Here’s the sum-up from his latest ad for Ultimate Growth ($1,495/year “on sale”), which has been hitting my inbox for a couple days:

“Earlier this year I issued a rare ‘all in’ buy signal for a very specific type of stock.

“I recommended seven of these stocks that my system pegged for double- and triple-digit gains.

“We just sold one of them for 159% gain in less than six months.

“And as I write this, we’re sitting on gains of 106%, 139% and 158% in others that we continue to ride higher.

“I’m sorry if you weren’t with us to enjoy these phenomenal profits. But I have good news for you…

“My system is flashing a screaming BUY signal once again.”

So, in the spirit of the “buy the dips” strategy that has worked well for pretty much all growth stocks over the past five years, let’s see if we can find out from whence his “screaming BUY signal” emits.

He notes that although he liked all the FAANG stocks previously, his quantitative growth-seeking system has sold out of all of them but Netflix — with “F” ratings for Amazon and “D” for Google (Alphabet) and some pessimism when it comes to Facebook and Apple (I’m pretty much the reverse of Navellier on that group — I own all of those except Netflix).

And we get a little macro cheerleading as well, which does at least make me feel a little better:

“Yes, valuations are stretched for many stocks. But that’s only a problem if you are buying stocks that can’t deliver outstanding growth to support that valuation.

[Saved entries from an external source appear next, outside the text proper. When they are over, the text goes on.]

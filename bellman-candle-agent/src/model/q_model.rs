use super::{QModelConfig, SubModel1};
use crate::{
    opt::{Optimizer, OptimizerConfig},
    util::NamedTensors,
};
use anyhow::{Context, Result};
use bellman_core::error::BellmanError;
use candle_core::{DType, Device, Tensor, Var};
use candle_nn::{VarBuilder, VarMap};
use log::info;
use std::path::Path;

/// Action-value function together with its parameters and optimizer.
///
/// The network `Q` is built on a [`VarMap`] owned by this struct. Parameters can
/// be copied out with [`QModel::snapshot`] and written back with
/// [`QModel::load_snapshot`], which is how target networks are synchronized.
pub struct QModel<Q>
where
    Q: SubModel1<Input = Tensor, Output = Tensor>,
{
    device: Device,
    varmap: VarMap,

    // Action-value function
    q: Q,
    q_config: Q::Config,

    // Optimizer
    opt_config: OptimizerConfig,
    opt: Optimizer,
}

impl<Q> QModel<Q>
where
    Q: SubModel1<Input = Tensor, Output = Tensor>,
    Q::Config: Clone,
{
    /// Constructs [`QModel`] with freshly initialized parameters.
    pub fn build(config: QModelConfig<Q::Config>, device: Device) -> Result<Self> {
        let q_config = config
            .q_config
            .ok_or_else(|| BellmanError::config("q_config is not set"))?;
        let opt_config = config.opt_config;
        let varmap = VarMap::new();
        let q = {
            let vb = VarBuilder::from_varmap(&varmap, DType::F32, &device);
            Q::build(vb, q_config.clone()).context("failed to build the action-value function")?
        };
        let opt = opt_config.build(&varmap)?;

        Ok(Self {
            device,
            varmap,
            q,
            q_config,
            opt_config,
            opt,
        })
    }

    /// Outputs the action-values given a batch of observations.
    pub fn forward(&self, obs: &Tensor) -> Result<Tensor> {
        self.q.forward(obs)
    }

    /// Trains the network given a loss.
    pub fn backward_step(&mut self, loss: &Tensor) -> Result<()> {
        self.opt.backward_step(loss)
    }

    /// Trainable parameters.
    pub fn parameters(&self) -> Vec<Var> {
        self.varmap.all_vars()
    }

    /// Copies the current parameters.
    pub fn snapshot(&self) -> Result<NamedTensors> {
        NamedTensors::copy_from(&self.varmap)
    }

    /// Overwrites the parameters with a snapshot of a network of the same
    /// configuration.
    pub fn load_snapshot(&self, snapshot: &NamedTensors) -> Result<()> {
        snapshot.copy_to(&self.varmap)
    }

    /// Number of optimization steps taken.
    pub fn n_opts(&self) -> usize {
        self.opt.n_steps()
    }

    /// Returns the configuration of the network.
    pub fn q_config(&self) -> &Q::Config {
        &self.q_config
    }

    /// Returns the optimizer configuration.
    pub fn opt_config(&self) -> &OptimizerConfig {
        &self.opt_config
    }

    /// Device on which the parameters live.
    pub fn device(&self) -> &Device {
        &self.device
    }

    /// Saves the parameters as safetensors.
    pub fn save<T: AsRef<Path>>(&self, path: T) -> Result<()> {
        self.varmap.save(&path)?;
        info!("Save qmodel to {:?}", path.as_ref());
        Ok(())
    }

    /// Loads parameters saved with [`QModel::save`].
    pub fn load<T: AsRef<Path>>(&mut self, path: T) -> Result<()> {
        self.varmap
            .load(&path)
            .with_context(|| format!("failed to load parameters from {:?}", path.as_ref()))?;
        info!("Load qmodel from {:?}", path.as_ref());
        Ok(())
    }

    /// Saves the optimizer state.
    pub fn save_opt<T: AsRef<Path>>(&self, path: T) -> Result<()> {
        self.opt.save(path)
    }

    /// Loads the optimizer state saved with [`QModel::save_opt`].
    pub fn load_opt<T: AsRef<Path>>(&mut self, path: T) -> Result<()> {
        self.opt.load(path)
    }
}
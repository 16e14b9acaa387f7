//! Configuration of [`QAgent`](super::QAgent).
use super::RuleConfig;
use crate::{model::QModelConfig, opt::OptimizerConfig, util::CriticLoss, Device};
use anyhow::Result;
use bellman_core::{error::BellmanError, Exploration};
use serde::{de::DeserializeOwned, Deserialize, Serialize};
use std::{
    fs::File,
    io::{BufReader, Write},
    path::Path,
};

fn default_seed() -> u64 {
    42
}

/// Configuration of [`QAgent`](super::QAgent).
///
/// * `QC` - configuration of the action-value function.
/// * `MC` - configuration of the replay memory.
/// * `RC` - algorithm-specific configuration, see [`RuleConfig`].
#[derive(Debug, Deserialize, Serialize, PartialEq, Clone)]
pub struct QAgentConfig<QC, MC, RC> {
    pub(crate) model: QModelConfig<QC>,
    pub(crate) memory: MC,
    #[serde(default)]
    pub(crate) exploration: Exploration,
    pub(crate) step_train: usize,
    pub(crate) batch_size: usize,
    pub(crate) gamma: f64,
    pub(crate) loss: CriticLoss,
    #[serde(default)]
    pub(crate) min_transitions_warmup: usize,
    #[serde(default = "default_seed")]
    pub(crate) seed: u64,
    #[serde(default)]
    pub(crate) device: Device,
    pub(crate) rule: RC,
}

impl<QC, MC, RC> Default for QAgentConfig<QC, MC, RC>
where
    MC: Default,
    RC: RuleConfig,
{
    fn default() -> Self {
        Self {
            model: QModelConfig::default().opt_config(RC::default_opt_config()),
            memory: MC::default(),
            exploration: Exploration::default(),
            step_train: 2,
            batch_size: 32,
            gamma: 0.99,
            loss: RC::default_loss(),
            min_transitions_warmup: 0,
            seed: default_seed(),
            device: Device::Cpu,
            rule: RC::default(),
        }
    }
}

impl<QC, MC, RC> QAgentConfig<QC, MC, RC>
where
    RC: RuleConfig,
{
    /// Sets the configuration of the model.
    pub fn model_config(mut self, v: QModelConfig<QC>) -> Self {
        self.model = v;
        self
    }

    /// Sets the configuration of the action-value function.
    ///
    /// Its input and output dimensions are overwritten from the spaces when the
    /// agent is built.
    pub fn q_config(mut self, v: QC) -> Self {
        self.model = self.model.q_config(v);
        self
    }

    /// Sets the optimizer configuration.
    pub fn opt_config(mut self, v: OptimizerConfig) -> Self {
        self.model = self.model.opt_config(v);
        self
    }

    /// Sets the configuration of the replay memory.
    pub fn memory_config(mut self, v: MC) -> Self {
        self.memory = v;
        self
    }

    /// Sets the exploration policy.
    pub fn exploration(mut self, v: impl Into<Exploration>) -> Self {
        self.exploration = v.into();
        self
    }

    /// Sets the number of learn calls between training steps.
    pub fn step_train(mut self, v: usize) -> Self {
        self.step_train = v;
        self
    }

    /// Sets the batch size.
    pub fn batch_size(mut self, v: usize) -> Self {
        self.batch_size = v;
        self
    }

    /// Sets the discount factor.
    pub fn gamma(mut self, v: f64) -> Self {
        self.gamma = v;
        self
    }

    /// Sets the loss.
    pub fn loss(mut self, v: CriticLoss) -> Self {
        self.loss = v;
        self
    }

    /// Sets the number of transitions required in the memory before training.
    pub fn min_transitions_warmup(mut self, v: usize) -> Self {
        self.min_transitions_warmup = v;
        self
    }

    /// Sets the random seed of the agent.
    pub fn seed(mut self, v: u64) -> Self {
        self.seed = v;
        self
    }

    /// Sets the device.
    pub fn device(mut self, v: Device) -> Self {
        self.device = v;
        self
    }

    /// Sets the algorithm-specific configuration.
    pub fn rule_config(mut self, v: RC) -> Self {
        self.rule = v;
        self
    }

    /// Returns the configuration of the model.
    pub fn get_model_config(&self) -> &QModelConfig<QC> {
        &self.model
    }

    /// Returns the configuration of the replay memory.
    pub fn get_memory_config(&self) -> &MC {
        &self.memory
    }

    /// Returns the exploration policy.
    pub fn get_exploration(&self) -> &Exploration {
        &self.exploration
    }

    /// Returns the number of learn calls between training steps.
    pub fn get_step_train(&self) -> usize {
        self.step_train
    }

    /// Returns the batch size.
    pub fn get_batch_size(&self) -> usize {
        self.batch_size
    }

    /// Returns the discount factor.
    pub fn get_gamma(&self) -> f64 {
        self.gamma
    }

    /// Returns the loss.
    pub fn get_loss(&self) -> CriticLoss {
        self.loss
    }

    /// Returns the algorithm-specific configuration.
    pub fn get_rule_config(&self) -> &RC {
        &self.rule
    }

    /// Checks the hyperparameters.
    pub fn validate(&self) -> Result<()> {
        if !(0.0..=1.0).contains(&self.gamma) {
            return Err(BellmanError::config(format!("gamma must be in [0, 1], got {}", self.gamma)).into());
        }
        if self.batch_size == 0 {
            return Err(BellmanError::config("batch_size must be positive").into());
        }
        if self.step_train == 0 {
            return Err(BellmanError::config("step_train must be positive").into());
        }
        self.exploration.validate()?;
        self.rule.validate()?;
        self.rule.check_loss(&self.loss)
    }
}

impl<QC, MC, RC> QAgentConfig<QC, MC, RC>
where
    QC: DeserializeOwned + Serialize,
    MC: DeserializeOwned + Serialize,
    RC: DeserializeOwned + Serialize,
{
    /// Constructs [`QAgentConfig`] from YAML file.
    pub fn load(path: impl AsRef<Path>) -> Result<Self> {
        let file = File::open(path)?;
        let rdr = BufReader::new(file);
        let b = serde_yaml::from_reader(rdr)?;
        Ok(b)
    }

    /// Saves [`QAgentConfig`] as a YAML file.
    pub fn save(&self, path: impl AsRef<Path>) -> Result<()> {
        let mut file = File::create(path)?;
        file.write_all(serde_yaml::to_string(&self)?.as_bytes())?;
        Ok(())
    }
}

“When you are delivering high double-digit growth like the stocks I’m going to tell you about today are, smart investors aren’t bothered by a higher than average P/E.

“And of course, there’s my favorite…this bull market is “too old”. What does that even mean??

“There is no expiration date on a bull market. And the same people who have been saying this for the last three years have missed out on tremendous amounts of money as this market has exploded higher.

“The reality is that the market in general and our stocks in particular are going higher.”

So what’s he talking about? What are these “buy signal” stocks today from Navellier? They’re all Chinese growth stocks… and he’s predicting a “killing” in the short term (the next 3-12 months) for those who buy these stocks.

He also says you “must act before October 30th,” which is Monday — mostly, it appears, because he expects this to be a strong earnings season for these stocks, and he thinks you need to be in before earnings reports start hitting.

How about some names? Let’s see where the clues lead us …

“Like Buying Apple in 2001

“Our first stock got its start as a search engine, but has quickly branched out.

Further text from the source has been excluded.